September 1, 2005 -- Design teams are continually seeking ways of maintaining their competitive edge and improving profitability. The search for solutions that will provide faster time to market, lower cost and higher performance for successive generations of products is never-ending. While most technologies represent incremental advances over previous generations, occasionally a disruptive technology is developed, providing a quantum leap over its predecessors. Adopting such technologies early can often help companies gain a commanding market lead over competitors who are slower to realize the advantages offered.
FPGAs have been popular for designs where fast turnaround time and low NRE are desirable. There are significant costs associated with using FPGAs for large designs, however. FPGAs suffer from high per-unit cost, low performance, low levels of logic integration and high power consumption. Low performance also causes other problems. For instance, significant additional time may be required to hand-optimize RTL code to achieve the same level of performance as faster technologies such as Platform ASICs.
In contrast, Platform ASICs have considerably lower unit costs, offer higher performance and logic integration, and use less power. Plus, as the need for hand optimization of RTL is avoided, they provide a critical time to market improvement.
Cost
There are several fundamental technology limitations that affect the minimum per-unit cost of FPGAs as table 1 clearly shows. The programmable logic and routing found in an FPGA results in die sizes that are very large, reducing yield and significantly increasing manufacturing cost. Related additional package costs, external non-volatile programming devices, and extra PCB routing also add to the overall FPGA per-unit cost.
 |
Figure 1. Cost comparison |
Compared to FPGAs, Platform ASICs have a low per-unit cost. They are typically based on a fine-grained architecture that implements logic with ASIC-like efficiency, but without the high NRE costs of an ASIC
As a production technology, Platform ASICs address the key issues and provide designers with an excellent capability for medium volume production devices - typically in the range of 1,000 to 100,000 devices.
Performance
Platform ASICs are typically at least three times faster than an FPGA based on an equivalent process technology. Their advantage is so significant that they still outperform FPGAs implemented in a process technology with a smaller transistor size. For instance, as shown in figure 2, the RapidChip® Foundation™ family at 0.18 microns outperforms the industry's most advanced 90-nm FPGAs.
 |
Figure 2. Performance comparison. |
The Platform ASIC vs. FPGA performance gap is due to the limitations of an FPGA's logic cell and interconnect architecture. In contrast to the slow performance of an FPGA, empirical evidence shows that platform ASICs achieve around 80 percent of cell-based ASIC performance.

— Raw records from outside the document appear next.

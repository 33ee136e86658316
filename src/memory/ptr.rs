use colored::*;
use std::{
    fmt,
    ops::{Deref, DerefMut},
    ptr::NonNull,
};

use super::trace::Traced;
use crate::debug::LOG_OBJECT;

/// Holds a pointer to some heap object. Only the garbage collector creates
/// these; everyone else copies handles around and never owns the payload.
pub struct Gc<T: ?Sized> {
    /// Pointer to a struct containing the marker, which contains the actual data.
    ptr: NonNull<Traced<T>>,
}

impl<T: fmt::Debug> Gc<T> {
    /// Create a new `Gc<T>` pointer, called by the GC itself.
    pub(super) fn new(ptr: &mut Traced<T>) -> Self {
        let s = Self {
            ptr: NonNull::new(ptr).unwrap(),
        };
        if LOG_OBJECT {
            println!(
                "{}\tGc::new() ({}) ({:?})",
                "[OBJECT]".purple(),
                std::any::type_name::<T>(),
                s.ptr.as_ptr(),
            );
        }
        s
    }
}

impl<T> Gc<T> {
    /// Returns a reference to the inner type `T`.
    pub fn as_ref(&self) -> &T {
        unsafe { &self.ptr.as_ref().data }
    }

    /// Returns a mutable reference to the inner type `T`.
    pub fn as_mut(&mut self) -> &mut T {
        unsafe { &mut self.ptr.as_mut().data }
    }

    /// Identity comparison: do both handles refer to the same heap object?
    pub fn ptr_eq(lhs: &Gc<T>, rhs: &Gc<T>) -> bool {
        lhs.ptr.as_ptr() == rhs.ptr.as_ptr()
    }

    /// Re-implementation of `marked` on `Traced<T>`, returns if this
    /// object has been marked as reachable or not.
    pub(super) fn marked(&self) -> bool {
        unsafe { self.ptr.as_ref().marked() }
    }

    /// Re-implementation of `set_mark` on `Traced<T>`. Sets this object
    /// as being reachable or not.
    pub(super) fn set_mark(&self, val: bool) {
        unsafe {
            self.ptr.as_ref().set_mark(val);
        }
    }
}

impl<T> Copy for Gc<T> {}

impl<T> Clone for Gc<T> {
    fn clone(&self) -> Self {
        *self
    }
}

impl<T> Deref for Gc<T> {
    type Target = T;

    fn deref(&self) -> &Self::Target {
        self.as_ref()
    }
}

impl<T> DerefMut for Gc<T> {
    fn deref_mut(&mut self) -> &mut Self::Target {
        self.as_mut()
    }
}

impl<T: fmt::Debug> fmt::Debug for Gc<T> {
    fn fmt(&self, f: &mut fmt::Formatter<'_>) -> fmt::Result {
        write!(f, "Gc {{ ptr: {:?} }}", self.ptr.as_ptr())
    }
}
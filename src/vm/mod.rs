use std::borrow::Cow;
use thiserror::Error;

use crate::compiler::CompileError;

mod call_frame;
pub mod instruction;
pub mod value;
pub mod vm;

pub use call_frame::CallFrame;
pub use vm::VM;

pub type Result<T> = std::result::Result<T, VMError>;

#[derive(Debug, Error)]
pub enum VMError {
    #[error(transparent)]
    CompileError(#[from] CompileError),

    #[error("{}", .0)]
    RuntimeError(Cow<'static, str>),

    #[error("Trying to access empty stack")]
    EmptyStack,

    #[error("Trying to access empty list of call frames")]
    NoCallFrame,

    #[error("Malformed bytecode")]
    InvalidBytecode,
}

FPGA vendors claim their devices run at high frequencies. This may be true, but it is a misleading indicator of real-world performance. The reality is that FPGAs are very low performance in comparison to many Platform ASICs. For example, the 0.11-micron RapidChip Xtreme Platform ASIC family can achieve frequencies over 250MHz with more than 25 levels of logic. In an equivalent FPGA, only around 5-8 levels of logic can reasonably be expected at the same frequency.
Interconnect delay
The main reason for the performance gap between Platform ASICs and FPGAs is interconnect delay. Unlike the length-optimized metal routing of some Platform ASICs, FPGA routing is a combination of short, medium, and long fixed wire lengths connected via pass transistors. These active routing elements add significant delay to signal paths. This problem is exacerbated as design size increases. Large FPGA designs can have routing delays comprising up to 80 percent of the total path delay.
The complexity of FPGA routing makes it difficult to accurately predict timing until after routing is completed. The distance between two logic elements in an FPGA is not a good predictor of the timing delay between them. There are many possible routes between two points on an FPGA, and the timing variance between different paths can be considerable. In addition to the routing topology, the timing depends on the type of wire used and the number of buffers and pass transistors encountered. This explains the large discrepancy experienced between synthesis and post-layout/place-and-route results.
Unlike FPGA routing, Platform ASICs often use an optimally buffered interconnect scheme, so delays increase linearly and predictably with increasing wire length. For example, LSI's RapidChip technology has four to five routing layers and can route over logic. Therefore, it is possible to achieve highly optimal timing delays.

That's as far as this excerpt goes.